TASK INSTRUCTIONS:
Print each record exactly, with no word added or removed.

BEGIN DATASET ENTRIES

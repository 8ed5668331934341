//! Line-of-sight and movement helpers for enemy AI (§4.5 step 5).

use glam::Vec2;

use crate::dungeon::room::Rect;

const LOS_SAMPLE_STEP: f32 = 20.0;

/// Line-of-sight is trivially clear at melee range or when the target is
/// inside the enemy's current room; otherwise the path is segment-sampled
/// against walkable space at 20-unit steps.
pub fn has_line_of_sight(from: Vec2, to: Vec2, melee_range: f32, room: &Rect, is_walkable: impl Fn(Vec2) -> bool) -> bool {
    if from.distance(to) <= melee_range || room.contains(to) {
        return true;
    }
    let total = from.distance(to);
    let steps = (total / LOS_SAMPLE_STEP).ceil().max(1.0) as usize;
    for i in 0..=steps {
        let t = i as f32 / steps as f32;
        let point = from.lerp(to, t);
        if !is_walkable(point) {
            return false;
        }
    }
    true
}

/// Move `position` toward `target` by `speed * delta_time`, clamped not to
/// overshoot.
pub fn step_toward(position: Vec2, target: Vec2, speed: f32, delta_time: f32) -> Vec2 {
    let to_target = target - position;
    let max_step = speed * delta_time;
    if to_target.length() <= max_step {
        target
    } else {
        position + to_target.normalize_or_zero() * max_step
    }
}

/// Move `position` away from `target` (kiting) by `speed * delta_time`.
pub fn step_away(position: Vec2, target: Vec2, speed: f32, delta_time: f32) -> Vec2 {
    let away = (position - target).normalize_or_zero();
    position + away * speed * delta_time
}

/// Ranged/caster kite trigger distance (§4.5 step 6: "kite away if target
/// is within 120 units").
pub const KITE_TRIGGER_DISTANCE: f32 = 120.0;

#[cfg(test)]
mod tests {
    use super::*;

    #[test]
    fn los_clear_at_melee_range_regardless_of_walkability() {
        let room = Rect { x: 0.0, y: 0.0, w: 100.0, h: 100.0 };
        assert!(has_line_of_sight(Vec2::ZERO, Vec2::new(1.0, 0.0), 2.5, &room, |_| false));
    }

    #[test]
    fn step_toward_does_not_overshoot() {
        let pos = step_toward(Vec2::ZERO, Vec2::new(10.0, 0.0), 5.0, 10.0);
        assert_eq!(pos, Vec2::new(10.0, 0.0));
    }
}
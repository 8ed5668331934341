//! Loot & progression (§2 component 8, §4.8).

pub mod drops;
pub mod progression;
pub mod vendor;
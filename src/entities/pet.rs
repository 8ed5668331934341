//! Pets (§3): owner-scoped followers. Mirrors the taunt-cycle / attack-range
//! behavior the combat AI module drives in §4.7 step 13.

use bevy_ecs::prelude::*;
use glam::Vec2;
use serde::{Deserialize, Serialize};

#[derive(Debug, Clone, Copy, PartialEq, Eq, Hash, Serialize, Deserialize)]
pub enum PetType {
    Imp,
    Voidwalker,
    Beast,
    Totem,
}

impl PetType {
    /// Totems are stationary and never taunt (§3).
    pub fn can_taunt(&self) -> bool {
        !matches!(self, PetType::Totem)
    }

    pub fn follows_owner(&self) -> bool {
        !matches!(self, PetType::Totem)
    }

    /// Attack range by pet type (§4.7 step 13).
    pub fn attack_range(&self) -> f32 {
        match self {
            PetType::Imp => 300.0,
            PetType::Totem => 250.0,
            PetType::Voidwalker | PetType::Beast => 200.0,
        }
    }
}

pub const PET_TAUNT_INTERVAL: f32 = 5.0;
pub const PET_ATTACK_INTERVAL: f32 = 1.5;
/// Distance at which a non-totem pet resumes following its owner.
pub const PET_FOLLOW_DISTANCE: f32 = 40.0;

#[derive(Component, Debug, Clone)]
pub struct Pet {
    pub owner: Entity,
    pub kind: PetType,
    pub position: Vec2,
    pub taunt_cooldown: f32,
    pub attack_cooldown: f32,
}

impl Pet {
    pub fn new(owner: Entity, kind: PetType, position: Vec2) -> Self {
        Self {
            owner,
            kind,
            position,
            taunt_cooldown: 0.0,
            attack_cooldown: 0.0,
        }
    }
}
//! Patrol advance and patrol-into-room reassignment (§4.5 "Idle rooms",
//! §4.6, §8 properties 8/9).

use glam::Vec2;

use super::pathing::step_toward;
use crate::entities::enemy::PatrolDirection;

const WAYPOINT_ARRIVAL_DISTANCE: f32 = 20.0;
/// Inset used to decide a patroller is "physically inside" a room, both for
/// reassignment (§4.6) and for treating a room as the enemy's "current"
/// room for corridor-opening exclusion.
pub const PATROL_ROOM_INSET: f32 = 60.0;
const IDLE_ENEMY_RETURN_SPEED: f32 = 200.0;

/// §4.5 "Idle rooms": advance one waypoint step. Reverses direction at
/// either end of the route instead of looping.
pub fn advance_patrol(
    position: Vec2,
    waypoints: &[Vec2],
    index: usize,
    direction: PatrolDirection,
    speed: f32,
    delta_time: f32,
) -> (Vec2, usize, PatrolDirection) {
    if waypoints.is_empty() {
        return (position, index, direction);
    }
    let target = waypoints[index];
    let new_position = step_toward(position, target, speed, delta_time);
    if new_position.distance(target) <= WAYPOINT_ARRIVAL_DISTANCE {
        let (next_index, next_direction) = step_waypoint_index(index, waypoints.len(), direction);
        return (new_position, next_index, next_direction);
    }
    (new_position, index, direction)
}

fn step_waypoint_index(index: usize, len: usize, direction: PatrolDirection) -> (usize, PatrolDirection) {
    if len <= 1 {
        return (0, direction);
    }
    match direction {
        PatrolDirection::Forward => {
            if index + 1 >= len {
                (index.saturating_sub(1), PatrolDirection::Reverse)
            } else {
                (index + 1, PatrolDirection::Forward)
            }
        }
        PatrolDirection::Reverse => {
            if index == 0 {
                (1.min(len - 1), PatrolDirection::Forward)
            } else {
                (index - 1, PatrolDirection::Reverse)
            }
        }
    }
}

/// §4.6: scan other rooms for patrollers whose position lies inside the
/// current room, inset by 60px. Returns true if `patroller_position`
/// should be reassigned into `current_room`.
pub fn should_reassign_into_room(patroller_position: Vec2, current_room: &crate::dungeon::room::Rect) -> bool {
    current_room.contains_inset(patroller_position, PATROL_ROOM_INSET)
}

/// Non-patrol, non-boss enemies in idle rooms walk back to spawn at a fixed
/// speed (§4.5 "Idle rooms").
pub fn idle_return_to_spawn(position: Vec2, spawn: Vec2, delta_time: f32) -> Vec2 {
    step_toward(position, spawn, IDLE_ENEMY_RETURN_SPEED, delta_time)
}

#[cfg(test)]
mod tests {
    use super::*;
    use crate::dungeon::room::Rect;

    #[test]
    fn patrol_reverses_at_route_end() {
        let waypoints = vec![Vec2::ZERO, Vec2::new(10.0, 0.0)];
        let (_, idx, dir) = advance_patrol(Vec2::new(9.0, 0.0), &waypoints, 1, PatrolDirection::Forward, 100.0, 1.0);
        assert_eq!(idx, 0);
        assert_eq!(dir, PatrolDirection::Reverse);
    }

    #[test]
    fn reassignment_respects_inset() {
        let room = Rect { x: 0.0, y: 0.0, w: 200.0, h: 200.0 };
        assert!(!should_reassign_into_room(Vec2::new(30.0, 30.0), &room));
        assert!(should_reassign_into_room(Vec2::new(100.0, 100.0), &room));
    }
}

END DATASET ENTRIES

EXERCISE ANSWER:
repository 8ed5668331934341
//! Line-of-sight and movement helpers for enemy AI (§4.5 step 5).

use glam::Vec2;

use crate::dungeon::room::Rect;

const LOS_SAMPLE_STEP: f32 = 20.0;

/// Line-of-sight is trivially clear at melee range or when the target is
/// inside the enemy's current room; otherwise the path is segment-sampled
/// against walkable space at 20-unit steps.
pub fn has_line_of_sight(from: Vec2, to: Vec2, melee_range: f32, room: &Rect, is_walkable: impl Fn(Vec2) -> bool) -> bool {
    if from.distance(to) <= melee_range || room.contains(to) {
        return true;
    }
    let total = from.distance(to);
    let steps = (total / LOS_SAMPLE_STEP).ceil().max(1.0) as usize;
    for i in 0..=steps {
        let t = i as f32 / steps as f32;
        let point = from.lerp(to, t);
        if !is_walkable(point) {
            return false;
        }
    }
    true
}

/// Move `position` toward `target` by `speed * delta_time`, clamped not to
/// overshoot.
pub fn step_toward(position: Vec2, target: Vec2, speed: f32, delta_time: f32) -> Vec2 {
    let to_target = target - position;
    let max_step = speed * delta_time;
    if to_target.length() <= max_step {
        target
    } else {
        position + to_target.normalize_or_zero() * max_step
    }
}

/// Move `position` away from `target` (kiting) by `speed * delta_time`.
pub fn step_away(position: Vec2, target: Vec2, speed: f32, delta_time: f32) -> Vec2 {
    let away = (position - target).normalize_or_zero();
    position + away * speed * delta_time
}

/// Ranged/caster kite trigger distance (§4.5 step 6: "kite away if target
/// is within 120 units").
pub const KITE_TRIGGER_DISTANCE: f32 = 120.0;

#[cfg(test)]
mod tests {
    use super::*;

    #[test]
    fn los_clear_at_melee_range_regardless_of_walkability() {
        let room = Rect { x: 0.0, y: 0.0, w: 100.0, h: 100.0 };
        assert!(has_line_of_sight(Vec2::ZERO, Vec2::new(1.0, 0.0), 2.5, &room, |_| false));
    }

    #[test]
    fn step_toward_does_not_overshoot() {
        let pos = step_toward(Vec2::ZERO, Vec2::new(10.0, 0.0), 5.0, 10.0);
        assert_eq!(pos, Vec2::new(10.0, 0.0));
    }
}
repository 8ed5668331934341
//! Loot & progression (§2 component 8, §4.8).

pub mod drops;
pub mod progression;
pub mod vendor;
filename src/entities/pet.rs
repository 8ed5668331934341
//! Pets (§3): owner-scoped followers. Mirrors the taunt-cycle / attack-range
//! behavior the combat AI module drives in §4.7 step 13.

use bevy_ecs::prelude::*;
use glam::Vec2;
use serde::{Deserialize, Serialize};

#[derive(Debug, Clone, Copy, PartialEq, Eq, Hash, Serialize, Deserialize)]
pub enum PetType {
    Imp,
    Voidwalker,
    Beast,
    Totem,
}

impl PetType {
    /// Totems are stationary and never taunt (§3).
    pub fn can_taunt(&self) -> bool {
        !matches!(self, PetType::Totem)
    }

    pub fn follows_owner(&self) -> bool {
        !matches!(self, PetType::Totem)
    }

    /// Attack range by pet type (§4.7 step 13).
    pub fn attack_range(&self) -> f32 {
        match self {
            PetType::Imp => 300.0,
            PetType::Totem => 250.0,
            PetType::Voidwalker | PetType::Beast => 200.0,
        }
    }
}

pub const PET_TAUNT_INTERVAL: f32 = 5.0;
pub const PET_ATTACK_INTERVAL: f32 = 1.5;
/// Distance at which a non-totem pet resumes following its owner.
pub const PET_FOLLOW_DISTANCE: f32 = 40.0;

#[derive(Component, Debug, Clone)]
pub struct Pet {
    pub owner: Entity,
    pub kind: PetType,
    pub position: Vec2,
    pub taunt_cooldown: f32,
    pub attack_cooldown: f32,
}

impl Pet {
    pub fn new(owner: Entity, kind: PetType, position: Vec2) -> Self {
        Self {
            owner,
            kind,
            position,
            taunt_cooldown: 0.0,
            attack_cooldown: 0.0,
        }
    }
}
//! Patrol advance and patrol-into-room reassignment (§4.5 "Idle rooms",
//! §4.6, §8 properties 8/9).

use glam::Vec2;

use super::pathing::step_toward;
use crate::entities::enemy::PatrolDirection;

const WAYPOINT_ARRIVAL_DISTANCE: f32 = 20.0;
/// Inset used to decide a patroller is "physically inside" a room, both for
/// reassignment (§4.6) and for treating a room as the enemy's "current"
/// room for corridor-opening exclusion.
pub const PATROL_ROOM_INSET: f32 = 60.0;
const IDLE_ENEMY_RETURN_SPEED: f32 = 200.0;

/// §4.5 "Idle rooms": advance one waypoint step. Reverses direction at
/// either end of the route instead of looping.
pub fn advance_patrol(
    position: Vec2,
    waypoints: &[Vec2],
    index: usize,
    direction: PatrolDirection,
    speed: f32,
    delta_time: f32,
) -> (Vec2, usize, PatrolDirection) {
    if waypoints.is_empty() {
        return (position, index, direction);
    }
    let target = waypoints[index];
    let new_position = step_toward(position, target, speed, delta_time);
    if new_position.distance(target) <= WAYPOINT_ARRIVAL_DISTANCE {
        let (next_index, next_direction) = step_waypoint_index(index, waypoints.len(), direction);
        return (new_position, next_index, next_direction);
    }
    (new_position, index, direction)
}

fn step_waypoint_index(index: usize, len: usize, direction: PatrolDirection) -> (usize, PatrolDirection) {
    if len <= 1 {
        return (0, direction);
    }
    match direction {
        PatrolDirection::Forward => {
            if index + 1 >= len {
                (index.saturating_sub(1), PatrolDirection::Reverse)
            } else {
                (index + 1, PatrolDirection::Forward)
            }
        }
        PatrolDirection::Reverse => {
            if index == 0 {
                (1.min(len - 1), PatrolDirection::Forward)
            } else {
                (index - 1, PatrolDirection::Reverse)
            }
        }
    }
}

/// §4.6: scan other rooms for patrollers whose position lies inside the
/// current room, inset by 60px. Returns true if `patroller_position`
/// should be reassigned into `current_room`.
pub fn should_reassign_into_room(patroller_position: Vec2, current_room: &crate::dungeon::room::Rect) -> bool {
    current_room.contains_inset(patroller_position, PATROL_ROOM_INSET)
}

/// Non-patrol, non-boss enemies in idle rooms walk back to spawn at a fixed
/// speed (§4.5 "Idle rooms").
pub fn idle_return_to_spawn(position: Vec2, spawn: Vec2, delta_time: f32) -> Vec2 {
    step_toward(position, spawn, IDLE_ENEMY_RETURN_SPEED, delta_time)
}

#[cfg(test)]
mod tests {
    use super::*;
    use crate::dungeon::room::Rect;

    #[test]
    fn patrol_reverses_at_route_end() {
        let waypoints = vec![Vec2::ZERO, Vec2::new(10.0, 0.0)];
        let (_, idx, dir) = advance_patrol(Vec2::new(9.0, 0.0), &waypoints, 1, PatrolDirection::Forward, 100.0, 1.0);
        assert_eq!(idx, 0);
        assert_eq!(dir, PatrolDirection::Reverse);
    }

    #[test]
    fn reassignment_respects_inset() {
        let room = Rect { x: 0.0, y: 0.0, w: 200.0, h: 200.0 };
        assert!(!should_reassign_into_room(Vec2::new(30.0, 30.0), &room));
        assert!(should_reassign_into_room(Vec2::new(100.0, 100.0), &room));
    }
}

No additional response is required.